Deux-Sèvres – Pas-de-Jeu, Saint-Laon – Tribunal correctionnel de poitiers

Un chauffeur routier a été condamné à un an de prison avec sursis pour avoir provoqué la mort d’un collègue deux-sévrien de 35 ans : il roulait trop vite et avait dérapé sur le verglas.

Elle fait non de la tête, regarde ses proches avec des yeux éplorés et plein d’incompréhension.

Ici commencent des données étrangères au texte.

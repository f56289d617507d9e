use std::collections::HashMap;

use faer::prelude::*;

use crate::{
    NetworkError, Result,
    core::{Node, NodeId, Token, process},
};

/// Feeds samples to the input nodes and collects the output nodes' values.
#[derive(Debug, Clone)]
pub struct Harness {
    inputs: Col<f64>,
    input_slots: HashMap<NodeId, usize>,
    outputs: Vec<NodeId>,
    generation: u64,
}

impl Default for Harness {
    fn default() -> Self {
        Self::new()
    }
}

impl Harness {
    pub fn new() -> Self {
        Self {
            inputs: Col::zeros(0),
            input_slots: HashMap::new(),
            outputs: Vec::new(),
            generation: 0,
        }
    }

    pub fn register_input_node(&mut self, node: NodeId) {
        let slot = self.input_slots.len();
        self.input_slots.insert(node, slot);
        self.inputs = Col::zeros(slot + 1);
    }

    pub fn register_output_node(&mut self, node: NodeId) {
        self.outputs.push(node);
    }

    pub fn n_inputs(&self) -> usize {
        self.input_slots.len()
    }

    pub fn outputs(&self) -> &[NodeId] {
        &self.outputs
    }

    /// Latest input vector.
    pub fn inputs(&self) -> ColRef<'_, f64> {
        self.inputs.as_ref()
    }

    /// Token of the most recent run, `None` before the first one.
    pub fn last_token(&self) -> Option<Token> {
        (self.generation != 0).then_some(Token::Run(self.generation))
    }

    pub fn input_value(&self, node: NodeId, nodes: &[Node]) -> Result<f64> {
        let Some(&slot) = self.input_slots.get(&node) else {
            let name = nodes.get(node.0).map_or_else(|| node.to_string(), Node::label);
            return Err(NetworkError::UnregisteredInputNode { node: name });
        };
        Ok(self.inputs[slot])
    }

    /// Loads `sample` into the inputs and evaluates every output node with a fresh token.
    pub fn run(&mut self, nodes: &mut [Node], sample: ColRef<f64>) -> Result<Col<f64>> {
        if sample.nrows() != self.n_inputs() {
            return Err(NetworkError::ShapeMismatch {
                expected: self.n_inputs(),
                actual: sample.nrows(),
            });
        }
        self.inputs = Col::from_fn(sample.nrows(), |i| sample[i]);
        self.generation += 1;
        let token = Token::Run(self.generation);
        let mut outputs = Col::zeros(self.outputs.len());
        for (k, &node) in self.outputs.iter().enumerate() {
            outputs[k] = process(nodes, &*self, node, token)?;
        }
        Ok(outputs)
    }
}

#[cfg(test)]
mod tests {
    use super::*;
    use crate::{
        DynActivationFunction,
        activation_functions::Identity,
        core::{NodeIndex, NodeKind, register_parent},
    };

    fn summing_graph() -> (Vec<Node>, Harness) {
        let phi = DynActivationFunction::new(Identity);
        let mut nodes = vec![
            Node::new(NodeKind::Input, Some(NodeIndex::new(0, 0)), phi),
            Node::new(NodeKind::Input, Some(NodeIndex::new(0, 1)), phi),
            Node::new(NodeKind::Output, Some(NodeIndex::new(1, 0)), phi),
        ];
        register_parent(&mut nodes, NodeId(2), NodeId(0), 1.0);
        register_parent(&mut nodes, NodeId(2), NodeId(1), 2.0);
        let mut harness = Harness::new();
        harness.register_input_node(NodeId(0));
        harness.register_input_node(NodeId(1));
        harness.register_output_node(NodeId(2));
        (nodes, harness)
    }

    #[test]
    fn run_evaluates_outputs() {
        let (mut nodes, mut harness) = summing_graph();
        let outputs = harness.run(&mut nodes, ColRef::from_slice(&[3.0, 4.0])).unwrap();
        assert_eq!(outputs.nrows(), 1);
        assert_eq!(outputs[0], 11.0);
        assert_eq!(harness.last_token(), Some(Token::Run(1)));
    }

    #[test]
    fn run_rejects_wrong_shape_without_mutation() {
        let (mut nodes, mut harness) = summing_graph();
        harness.run(&mut nodes, ColRef::from_slice(&[1.0, 1.0])).unwrap();
        let err = harness
            .run(&mut nodes, ColRef::from_slice(&[1.0, 2.0, 3.0]))
            .unwrap_err();
        assert!(matches!(
            err,
            NetworkError::ShapeMismatch {
                expected: 2,
                actual: 3
            }
        ));
        assert_eq!(harness.inputs()[0], 1.0);
        assert_eq!(harness.inputs()[1], 1.0);
        assert_eq!(harness.last_token(), Some(Token::Run(1)));
        assert_eq!(nodes[2].value(), 3.0);
    }

    #[test]
    fn unregistered_input_node_is_reported() {
        let (nodes, harness) = summing_graph();
        let err = harness.input_value(NodeId(2), &nodes).unwrap_err();
        match err {
            NetworkError::UnregisteredInputNode { node } => assert_eq!(node, "1.1"),
            other => panic!("unexpected error: {other}"),
        }
    }
}
use std::collections::VecDeque;

use crate::{
    NetworkError, Result,
    core::{Harness, Node, NodeId, NodeKind, Token, node::Evaluation},
};

/// Returns the output of `id` for the run identified by `token`.
///
/// Every node caches its output together with the token it was computed for, so a node shared
/// by several paths is evaluated once per run. [`Token::Bypass`] returns the cached output
/// without evaluating anything.
pub fn process(nodes: &mut [Node], harness: &Harness, id: NodeId, token: Token) -> Result<f64> {
    let generation = match token {
        Token::Bypass => return Ok(settled(nodes, id)),
        Token::Run(generation) => generation,
    };
    let node = &mut nodes[id.0];
    match node.evaluation {
        Evaluation::Done(g) if g == generation => return Ok(node.a),
        Evaluation::InProgress(g) if g == generation => {
            return Err(NetworkError::TopologyInvariant { node: node.label() });
        }
        _ => (),
    }
    let z = match node.kind {
        NodeKind::Bias { value } => {
            node.a = value;
            node.evaluation = Evaluation::Done(generation);
            return Ok(value);
        }
        NodeKind::Input => harness.input_value(id, nodes)?,
        NodeKind::Hidden | NodeKind::Output => {
            node.evaluation = Evaluation::InProgress(generation);
            let mut z = 0.0f64;
            for slot in 0..nodes[id.0].inputs.len() {
                let parent = nodes[id.0].inputs[slot];
                let x = process(nodes, harness, parent, token)?;
                z += nodes[id.0].weights[slot] * x;
            }
            z
        }
    };
    let node = &mut nodes[id.0];
    node.z = z;
    node.a = node.phi.apply(z);
    node.evaluation = Evaluation::Done(generation);
    Ok(node.a)
}

/// Output of `id` as left by the last completed evaluation.
pub fn settled(nodes: &[Node], id: NodeId) -> f64 {
    nodes[id.0].a
}

/// Orders all nodes so that every node comes after each of its parents.
///
/// Ties are broken by arena order, which keeps the order deterministic. Fails with
/// [`NetworkError::CyclicTopology`] naming a node on a cycle.
pub fn topological_order(nodes: &[Node], origin: &str) -> Result<Vec<NodeId>> {
    let mut n_pending_parents: Vec<usize> = nodes.iter().map(|node| node.inputs.len()).collect();
    let mut ready: VecDeque<NodeId> = n_pending_parents
        .iter()
        .enumerate()
        .filter(|&(_, &n)| n == 0)
        .map(|(i, _)| NodeId(i))
        .collect();
    let mut order = Vec::with_capacity(nodes.len());
    while let Some(id) = ready.pop_front() {
        order.push(id);
        for link in &nodes[id.0].children {
            let n = &mut n_pending_parents[link.node.0];
            *n -= 1;
            if *n == 0 {
                ready.push_back(link.node);
            }
        }
    }
    if order.len() != nodes.len() {
        let stuck = n_pending_parents
            .iter()
            .position(|&n| n != 0)
            .map_or_else(String::new, |i| nodes[i].label());
        return Err(NetworkError::CyclicTopology {
            origin: origin.to_owned(),
            node: stuck,
        });
    }
    Ok(order)
}

#[cfg(test)]
mod tests {
    use std::cell::Cell;

    use faer::prelude::*;

    use super::*;
    use crate::{
        ActivationFunction, DynActivationFunction,
        activation_functions::Identity,
        core::{NodeIndex, register_parent},
    };

    thread_local! {
        static COUNTED_CALLS: Cell<usize> = const { Cell::new(0) };
    }

    struct Counted;
    impl ActivationFunction for Counted {
        const NAME: &'static str = "counted";
        const DERIV: Option<fn(f64) -> f64> = None;

        fn apply(x: f64) -> f64 {
            COUNTED_CALLS.set(COUNTED_CALLS.get() + 1);
            x
        }
    }

    /// input -> shared -> {left, right} -> output
    fn diamond() -> (Vec<Node>, Harness) {
        let identity = DynActivationFunction::new(Identity);
        let counted = DynActivationFunction::new(Counted);
        let mut nodes = vec![
            Node::new(NodeKind::Input, Some(NodeIndex::new(0, 0)), identity),
            Node::new(NodeKind::Hidden, Some(NodeIndex::new(1, 0)), counted),
            Node::new(NodeKind::Hidden, Some(NodeIndex::new(2, 0)), identity),
            Node::new(NodeKind::Hidden, Some(NodeIndex::new(2, 1)), identity),
            Node::new(NodeKind::Output, Some(NodeIndex::new(3, 0)), identity),
        ];
        register_parent(&mut nodes, NodeId(1), NodeId(0), 2.0);
        register_parent(&mut nodes, NodeId(2), NodeId(1), 1.0);
        register_parent(&mut nodes, NodeId(3), NodeId(1), -1.0);
        register_parent(&mut nodes, NodeId(4), NodeId(2), 3.0);
        register_parent(&mut nodes, NodeId(4), NodeId(3), 0.5);
        let mut harness = Harness::new();
        harness.register_input_node(NodeId(0));
        harness.register_output_node(NodeId(4));
        (nodes, harness)
    }

    #[test]
    fn shared_ancestor_is_evaluated_once_per_run() {
        let (mut nodes, mut harness) = diamond();
        let before = COUNTED_CALLS.get();
        let outputs = harness.run(&mut nodes, ColRef::from_slice(&[1.0])).unwrap();
        // shared = 2, left = 2, right = -2, output = 6 - 1
        assert_eq!(outputs[0], 5.0);
        assert_eq!(COUNTED_CALLS.get() - before, 1);
    }

    #[test]
    fn same_token_returns_cached_value() {
        let (mut nodes, mut harness) = diamond();
        harness.run(&mut nodes, ColRef::from_slice(&[1.0])).unwrap();
        let token = harness.last_token().unwrap();
        nodes[4].weights[0] = 100.0;
        assert_eq!(process(&mut nodes, &harness, NodeId(4), token).unwrap(), 5.0);
        assert_eq!(process(&mut nodes, &harness, NodeId(4), Token::Bypass).unwrap(), 5.0);
        let outputs = harness.run(&mut nodes, ColRef::from_slice(&[1.0])).unwrap();
        assert_eq!(outputs[0], 199.0);
    }

    #[test]
    fn bias_ignores_token() {
        let phi = DynActivationFunction::new(Identity);
        let mut nodes = vec![Node::new(NodeKind::Bias { value: 1.0 }, None, phi)];
        let harness = Harness::new();
        assert_eq!(process(&mut nodes, &harness, NodeId(0), Token::Run(7)).unwrap(), 1.0);
        assert_eq!(process(&mut nodes, &harness, NodeId(0), Token::Bypass).unwrap(), 1.0);
    }

    #[test]
    fn evaluation_cycle_is_an_invariant_violation() {
        let phi = DynActivationFunction::new(Identity);
        let mut nodes = vec![
            Node::new(NodeKind::Hidden, Some(NodeIndex::new(1, 0)), phi),
            Node::new(NodeKind::Output, Some(NodeIndex::new(2, 0)), phi),
        ];
        register_parent(&mut nodes, NodeId(0), NodeId(1), 1.0);
        register_parent(&mut nodes, NodeId(1), NodeId(0), 1.0);
        let harness = Harness::new();
        let err = process(&mut nodes, &harness, NodeId(1), Token::Run(1)).unwrap_err();
        assert!(matches!(err, NetworkError::TopologyInvariant { .. }));
    }

    #[test]
    fn topological_order_respects_parents() {
        let (nodes, _) = diamond();
        let order = topological_order(&nodes, "diamond").unwrap();
        let position = |id: NodeId| order.iter().position(|&o| o == id).unwrap();
        for (i, node) in nodes.iter().enumerate() {
            for &parent in node.inputs() {
                assert!(position(parent) < position(NodeId(i)));
            }
        }
        assert_eq!(order.len(), nodes.len());
    }

    #[test]
    fn topological_order_rejects_cycles() {
        let phi = DynActivationFunction::new(Identity);
        let mut nodes = vec![
            Node::new(NodeKind::Input, Some(NodeIndex::new(0, 0)), phi),
            Node::new(NodeKind::Hidden, Some(NodeIndex::new(1, 0)), phi),
            Node::new(NodeKind::Hidden, Some(NodeIndex::new(1, 1)), phi),
        ];
        register_parent(&mut nodes, NodeId(1), NodeId(0), 0.0);
        register_parent(&mut nodes, NodeId(1), NodeId(2), 0.0);
        register_parent(&mut nodes, NodeId(2), NodeId(1), 0.0);
        match topological_order(&nodes, "loop.network").unwrap_err() {
            NetworkError::CyclicTopology { origin, node } => {
                assert_eq!(origin, "loop.network");
                assert_eq!(node, "1.1");
            }
            other => panic!("unexpected error: {other}"),
        }
    }
}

Le procureur de la République vient de requérir une amende de 150 € pour défaut de maîtrise contre le chauffeur routier qui a tué son mari au mois de décembre 2013. Une amende qui vient s’ajouter aux huit mois d’emprisonnement avec sursis et aux douze mois de suspension du permis.

Tout cela lui semble tellement dérisoire. Elle quitte la salle soutenue par ses proches. Plus d’un an après l’accident, l’épreuve judiciaire est terriblement difficile à vivre. Le vendredi 20 décembre 2013, un peu après 7 h 30 du matin, deux poids lourds se percutent à la frontière entre la Vienne et les Deux-Sèvres, entre Saint-Laon et Pas-de-Jeu, sur la route reliant Loudun à Thouars, la route départementale 759.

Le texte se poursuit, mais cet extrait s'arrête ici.